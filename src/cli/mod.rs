//! Command-line parsing for the step sequence generator.
//!
//! The goal of this module is to keep **argument parsing** and **command
//! dispatch** separate from the solver/math code.

use std::path::PathBuf;

use clap::{Args, Parser, Subcommand};

use crate::domain::{CurveSpec, RunConfig};

/// Top-level CLI.
#[derive(Debug, Parser)]
#[command(name = "steps", version, about = "Quadratic step sequence generator")]
pub struct Cli {
    #[command(subcommand)]
    pub command: Command,
}

/// CLI subcommands.
#[derive(Debug, Subcommand)]
pub enum Command {
    /// Generate a sequence and print the step table (plus optional plot/exports).
    Gen(GenArgs),
    /// Query a single element: print its value and step delta.
    At(AtArgs),
    /// Plot a previously exported sequence JSON.
    Plot(PlotArgs),
}

/// Curve parameters shared by `gen` and `at`.
#[derive(Debug, Args, Clone)]
pub struct CurveArgs {
    /// Sequence length (must be >= 3).
    #[arg(short = 'n', long, default_value_t = 10)]
    pub length: usize,

    /// First value.
    #[arg(long, default_value_t = 0.0)]
    pub start: f64,

    /// Last value (should exceed the first for an increasing sequence).
    #[arg(long, default_value_t = 0.7)]
    pub end: f64,

    /// Pinned first step (second value = start + first step).
    #[arg(long, default_value_t = 0.05)]
    pub first_delta: f64,

    /// Use the natural t² ease-in curve instead of pinning the first step.
    #[arg(long)]
    pub natural: bool,
}

impl CurveArgs {
    pub fn to_spec(&self) -> CurveSpec {
        CurveSpec {
            n: self.length,
            start: self.start,
            end: self.end,
            first_delta: if self.natural {
                None
            } else {
                Some(self.first_delta)
            },
        }
    }
}

/// Options for generating a full sequence.
#[derive(Debug, Parser, Clone)]
pub struct GenArgs {
    #[command(flatten)]
    pub curve: CurveArgs,

    /// Render an ASCII plot in the terminal (enabled by default).
    #[arg(long, default_value_t = true)]
    pub plot: bool,

    /// Disable the terminal plot.
    #[arg(long)]
    pub no_plot: bool,

    /// Plot width (columns).
    #[arg(long, default_value_t = 80)]
    pub width: usize,

    /// Plot height (rows).
    #[arg(long, default_value_t = 20)]
    pub height: usize,

    /// Export the step table to CSV.
    #[arg(long)]
    pub export: Option<PathBuf>,

    /// Export the sequence (spec + values) to JSON.
    #[arg(long = "export-curve")]
    pub export_curve: Option<PathBuf>,
}

impl GenArgs {
    pub fn to_config(&self) -> RunConfig {
        RunConfig {
            spec: self.curve.to_spec(),
            plot: self.plot && !self.no_plot,
            plot_width: self.width,
            plot_height: self.height,
            export_steps: self.export.clone(),
            export_curve: self.export_curve.clone(),
        }
    }
}

/// Options for a single-element query.
#[derive(Debug, Parser)]
pub struct AtArgs {
    #[command(flatten)]
    pub curve: CurveArgs,

    /// Index to query (0-based, must be < length).
    #[arg(long)]
    pub ith: usize,
}

/// Options for plotting a saved sequence.
#[derive(Debug, Parser)]
pub struct PlotArgs {
    /// Sequence JSON file produced by `steps gen --export-curve`.
    #[arg(long, value_name = "JSON")]
    pub curve: PathBuf,

    /// Plot width (columns).
    #[arg(long, default_value_t = 80)]
    pub width: usize,

    /// Plot height (rows).
    #[arg(long, default_value_t = 20)]
    pub height: usize,
}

━━━━━━━━━━━━━━━━━━━━

__EXERCISE PROMPT__
Return from the data every line that holds "must".

__WRITTEN RESPONSE__
    /// Sequence length (must be >= 3).
    /// Index to query (0-based, must be < length).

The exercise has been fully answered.